Berita Bola

PT LIB Tunggu Keputusan PSSI Terkait Kelanjutan Kompetisi

Berita Bola, PT LIB Tunggu Keputusan PSSI Terkait Kelanjutan Kompetisi

PT Liga Indonesia Baru (LIB) selaku operator kompetisi dikabarkan siap memutar Shopee Liga 1 dan Liga 2 2020. Namun PT LIB masih menunggu keputusan dari PSSI.

PT LIB telah mempresentasikan skenario kelanjutan kompetisi ke PSSI pada, Selasa (9/6/2020). PSSI menyimpulkan bahwa PT LIB dianggap telah siap untuk menggulirkan kompetisi lagi.

Meski begitu dilansir dari Panduan Bermain Judi, PT LIB bukan pemegang keputusan terkait kelanjutan kompetisi. PSSI saat ini masih menimbang-nimbang jalannya kompetisi lagi di tengah pandemi virus corona.

“Kami masih menunggu dari PSSI. Skenario-skenario kompetisi sudah kami buat dan dicoba apakah bisa dimulai dengan skenario pertama pada saat Bulan September. Kemudian ada juga skenario kedua agar dimulai pada Oktober,” kata Direktur Operasional PT LIB, Sudjarno, kepada wartawan.

“Yang paling penting adalah bagaimana kebijakan pemerintah terkait dengan pandemi ini, itu yang harus kami sesuaikan betul-betul,” ujarnya menambahkan.

Baca Juga :

Langsung Hadapi Derby Merseyside, Liverpool Mau Tak Mau Tancap Gas

“Sehingga nanti kalau seandainya nanti berlanjut, dijalankan itu protokol kesehatannya kami harus gelar workshop, dirapatkan, dan disosialisasikan,” katanya lagi.

PSSI juga sempat mengungkapkan rencananya untuk menggelar kompetisi lagi di Pulau Jawa. PT LIB disebut Sudjarno sudah menyiapkan skenario andai hal itu terlaksana.

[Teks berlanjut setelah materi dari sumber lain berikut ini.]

use std::path::PathBuf;

use thiserror::Error;

#[derive(Error, Debug)]
pub enum Error {
    #[error("IO error: {0}")]
    Io(#[from] std::io::Error),

    #[error("CSV error: {0}")]
    Csv(#[from] csv::Error),

    #[error("Network error: {0}")]
    Network(#[from] reqwest::Error),

    #[error("ZIP error: {0}")]
    Zip(#[from] zip::result::ZipError),

    #[error("Not found: {0}")]
    NotFound(String),

    #[error("Invalid label: {0:?}")]
    InvalidLabel(String),

    #[error("Empty vocabulary: no terms left after fitting")]
    EmptyVocabulary,

    #[error("Training error: {0}")]
    Training(String),

    #[error("Failed to serialize artifact: {0}")]
    Encode(#[from] rmp_serde::encode::Error),

    #[error("Failed to deserialize artifact: {0}")]
    Decode(#[from] rmp_serde::decode::Error),

    #[error("Image error: {0}")]
    Image(#[from] image::ImageError),

    #[error("{}", missing_artifacts_message(.missing))]
    MissingArtifacts { missing: Vec<PathBuf> },

    #[error(
        "Artifact mismatch: vectorizer has {vectorizer} features but the model expects {model}; retrain with `hamspam train`"
    )]
    ArtifactMismatch { vectorizer: usize, model: usize },

    #[error("Configuration error: {0}")]
    Config(String),
}

pub type Result<T> = std::result::Result<T, Error>;

fn missing_artifacts_message(missing: &[PathBuf]) -> String {
    let paths = missing
        .iter()
        .map(|p| format!("  {}", p.display()))
        .collect::<Vec<_>>()
        .join("\n");
    format!(
        "Model artifacts not found:\n{paths}\nRun training first:\n  hamspam download\n  hamspam train"
    )
}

Intinya PT LIB masih menunggu keputusan dari PSSI. Hingga saat ini federasi sepakbola Indonesia itu belum juga menggelar rapat Komite Eksekutif (Exco) yang menjadi agenda penentu kelanjutan kompetisi.

“Ya main di Pulau Jawa itu juga sudah disiapkan skenarionya, nanti regulasinya kan dari PSSI, secara kolaborasi pssi dan lib menyusun regulasi,” tutur Sudjarno.

“Dalam situasi seperti sekarang ini kan regulasinya pasti ada tambahan-tambahannya yang harus ditetapkan, itu nanti ya,” ucapnya mengakhiri – Kamus Judi.